Furto in un bar di San Michele Extra: due persone arrestate

I Carabinieri della Radiomobile individuano due sospetti la sera del 17 agosto; in mattinata il giudice ha convalidato gli arresti e disposto la custodia cautelare

Furto in un bar di San Michele Extra: due persone arrestate

I Carabinieri della Radiomobile di Verona hanno arrestato nella tarda serata di lunedì 17 agosto un uomo di 38 anni di nazionalità marocchina e un 20enne pakistano, entrambi già noti alle forze dell’ordine, dopo un furto avvenuto in un bar-ristorante di San Michele Extra.

L’intervento è scattato a seguito della segnalazione di alcuni bagliori anomali nelle aree verdi del quartiere. I militari hanno individuato i due e li hanno sottoposti a controllo: il 38enne aveva con sé 30 euro in contanti, mentre nello zaino del 20enne sono stati trovati tre telefoni cellulari e numerose monete.
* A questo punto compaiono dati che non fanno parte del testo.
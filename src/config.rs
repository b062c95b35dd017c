//! Startup configuration from environment variables.
//!
//! - `PIG_LEDGER_PATH`: ledger file (default: `highscore_list.txt`)
//! - `PIG_COMPUTER_DELAY_MS`: pause before each computer move (default: 1000)
//! - `PIG_SEED`: seed for the die and computer policy (default: OS entropy)
//! - `PIG_LOG_PATH`: log file; logging is off when unset
//!
//! Missing or unparsable values fall back to the defaults.

use std::path::PathBuf;
use std::time::Duration;

use crate::core::{ComputerPolicy, Die};
use crate::types::{DEFAULT_COMPUTER_DELAY_MS, DEFAULT_LEDGER_PATH};

#[derive(Debug, Clone, PartialEq, Eq)]
pub struct AppConfig {
    pub ledger_path: PathBuf,
    pub computer_delay: Duration,
    pub seed: Option<u64>,
    pub log_path: Option<PathBuf>,
}

impl Default for AppConfig {
    fn default() -> Self {
        Self {
            ledger_path: PathBuf::from(DEFAULT_LEDGER_PATH),
            computer_delay: Duration::from_millis(DEFAULT_COMPUTER_DELAY_MS),
            seed: None,
            log_path: None,
        }
    }
}

impl AppConfig {
    pub fn from_env() -> Self {
        Self::from_lookup(|key| std::env::var(key).ok())
    }

    /// Build from an arbitrary key lookup (the environment in production).
    pub fn from_lookup(lookup: impl Fn(&str) -> Option<String>) -> Self {
        let non_empty = |key: &str| {
            lookup(key)
                .map(|s| s.trim().to_string())
                .filter(|s| !s.is_empty())
        };

        let ledger_path = non_empty("PIG_LEDGER_PATH")
            .map(PathBuf::from)
            .unwrap_or_else(|| PathBuf::from(DEFAULT_LEDGER_PATH));

        let computer_delay = non_empty("PIG_COMPUTER_DELAY_MS")
            .and_then(|s| s.parse().ok())
            .map(Duration::from_millis)
            .unwrap_or(Duration::from_millis(DEFAULT_COMPUTER_DELAY_MS));

        let seed = non_empty("PIG_SEED").and_then(|s| s.parse().ok());
        let log_path = non_empty("PIG_LOG_PATH").map(PathBuf::from);

        Self {
            ledger_path,
            computer_delay,
            seed,
            log_path,
        }
    }

    /// Die for a new match. With a seed, match `n` always gets the same faces.
    pub fn die(&self, match_no: u64) -> Die {
        match self.seed {
            Some(seed) => Die::new(seed.wrapping_add(match_no)),
            None => Die::from_entropy(),
        }
    }

    pub fn policy(&self, match_no: u64) -> ComputerPolicy {
        match self.seed {
            Some(seed) => ComputerPolicy::new(seed.wrapping_add(match_no).rotate_left(32)),
            None => ComputerPolicy::from_entropy(),
        }
    }
}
Accertamenti svolti dai carabinieri hanno permesso di collegare uno dei telefoni al vicino esercizio commerciale vittima del furto. Un dipendente ha riconosciuto i telefoni come quelli sottratti e ha indicato nel 38enne l’uomo che, poco prima, aveva chiesto con una scusa di poter entrare nel locale. La verifica della cassa ha confermato l’ammanco di circa 30 euro, oltre a monete e ai tre cellulari.

Le immagini di videosorveglianza hanno ricostruito la dinamica dell’episodio: secondo gli accertamenti, il 38enne avrebbe forzato il registratore di cassa mentre il complice raccoglieva il denaro e gli altri oggetti nascondendoli nello zaino.
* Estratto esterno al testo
//! Turn engine behaviour driven through scripted dice.

use tui_pig::core::{Actor, InvalidAction, LoadedDie, TurnEngine, TurnEvent};
use tui_pig::types::{Action, Difficulty, TurnPhase};

/// Play one full turn of `rolls` then stay.
fn bank(actor: &mut Actor, die: &mut LoadedDie, rolls: usize) -> TurnEvent {
    let mut turn = TurnEngine::start_round(actor);
    for _ in 0..rolls {
        let ev = turn.submit_action(actor, Action::Roll, die).unwrap();
        assert!(!ev.ends_turn(), "unexpected end of turn: {ev:?}");
    }
    turn.submit_action(actor, Action::Stay, die).unwrap()
}

#[test]
fn test_stay_commits_baseline_plus_round() {
    let mut actor = Actor::human("ann");
    let mut die = LoadedDie::new([4, 4, 2, 6, 3]);

    assert_eq!(bank(&mut actor, &mut die, 3), TurnEvent::Banked { banked: 10, total: 10 });
    assert_eq!(bank(&mut actor, &mut die, 2), TurnEvent::Banked { banked: 9, total: 19 });
    assert_eq!(actor.total_score(), 19);
    assert_eq!(actor.turns_taken(), 5);
}

#[test]
fn test_bust_returns_to_baseline() {
    let mut actor = Actor::human("ann");
    let mut die = LoadedDie::new([6, 6, 5, 5, 6, 1]);
    bank(&mut actor, &mut die, 2);
    assert_eq!(actor.total_score(), 12);

    let mut turn = TurnEngine::start_round(&actor);
    for _ in 0..3 {
        turn.submit_action(&mut actor, Action::Roll, &mut die).unwrap();
    }
    assert_eq!(turn.round().points_this_round, 16);

    let ev = turn.submit_action(&mut actor, Action::Roll, &mut die).unwrap();
    assert_eq!(ev, TurnEvent::Busted { face: 1, lost: 16 });
    assert_eq!(actor.total_score(), 12);
    assert_eq!(turn.phase(), TurnPhase::Busted);
}

#[test]
fn test_roll_past_win_score_wins_immediately() {
    let mut actor = Actor::human("ann");
    // 19 fives bank 95 without ever touching 100.
    let mut faces = vec![5; 19];
    faces.push(6);
    let mut die = LoadedDie::new(faces);

    bank(&mut actor, &mut die, 19);
    assert_eq!(actor.total_score(), 95);

    let mut turn = TurnEngine::start_round(&actor);
    assert_eq!(turn.baseline(), 95);
    let ev = turn.submit_action(&mut actor, Action::Roll, &mut die).unwrap();

    assert_eq!(
        ev,
        TurnEvent::Won {
            face: 6,
            total: 101,
            turns_taken: 20
        }
    );
    assert_eq!(actor.total_score(), 101);
    assert_eq!(turn.phase(), TurnPhase::Won);
    assert_eq!(
        turn.submit_action(&mut actor, Action::Stay, &mut die),
        Err(InvalidAction::TurnOver(TurnPhase::Won))
    );
}

#[test]
fn test_win_inside_first_turn() {
    let mut actor = Actor::human("ann");
    let mut die = LoadedDie::new(vec![6; 17]);
    let mut turn = TurnEngine::start_round(&actor);

    let mut last = None;
    for _ in 0..17 {
        let ev = turn.submit_action(&mut actor, Action::Roll, &mut die).unwrap();
        last = Some(ev);
        if ev.ends_turn() {
            break;
        }
    }
    // 16 sixes = 96, the 17th crosses 100.
    assert_eq!(
        last,
        Some(TurnEvent::Won {
            face: 6,
            total: 102,
            turns_taken: 17
        })
    );
}

#[test]
fn test_invalid_requests_leave_state_alone() {
    let mut actor = Actor::human("ann");
    let mut die = LoadedDie::new([3, 3, 3]);
    let mut turn = TurnEngine::start_round(&actor);
    turn.submit_action(&mut actor, Action::Roll, &mut die).unwrap();

    let before = turn.current_state();
    for token in ["", "5", "jump", "rollx"] {
        let err = turn.submit_token(&mut actor, token, &mut die).unwrap_err();
        assert_eq!(err, InvalidAction::Unrecognized(token.to_string()));
    }
    assert_eq!(turn.current_state(), before);
    assert_eq!(turn.round().rolls_this_round, 1);
    assert_eq!(turn.round().points_this_round, 3);
    assert_eq!(actor.total_score(), 0);
    assert_eq!(actor.turns_taken(), 1);
    assert_eq!(die.remaining(), 2);
}

#[test]
fn test_tokens_are_case_insensitive() {
    let mut actor = Actor::human("ann");
    let mut die = LoadedDie::new([2]);
    let mut turn = TurnEngine::start_round(&actor);

    assert!(matches!(
        turn.submit_token(&mut actor, "ROLL", &mut die),
        Ok(TurnEvent::Rolled { face: 2, .. })
    ));
    assert!(matches!(
        turn.submit_token(&mut actor, "Stay", &mut die),
        Ok(TurnEvent::Banked { total: 2, .. })
    ));
}

#[test]
fn test_computer_cannot_concede() {
    let mut cpu = Actor::computer(Difficulty::Random);
    let mut die = LoadedDie::new([4]);
    let mut turn = TurnEngine::start_round(&cpu);

    let err = turn
        .submit_action(&mut cpu, Action::Concede, &mut die)
        .unwrap_err();
    assert_eq!(
        err,
        InvalidAction::NotPermitted {
            action: Action::Concede,
            actor: "Computer".to_string()
        }
    );
    assert_eq!(turn.phase(), TurnPhase::AwaitingAction);
    assert_eq!(cpu.turns_taken(), 0);
}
Durante il trasferimento in caserma, il 38enne avrebbe reagito violentemente, minacciando e insultando i militari e colpendo ripetutamente il finestrino dell’auto di servizio fino a romperlo.

Su disposizione della Procura di Verona entrambi sono stati arrestati con l’accusa di furto aggravato in concorso. Al 38enne sono inoltre contestati i reati di danneggiamento aggravato, resistenza e minaccia a pubblico ufficiale.

Nella mattinata del 18 agosto il giudice del Tribunale di Verona ha convalidato gli arresti e disposto per entrambi la custodia cautelare in carcere, rinviando l’udienza.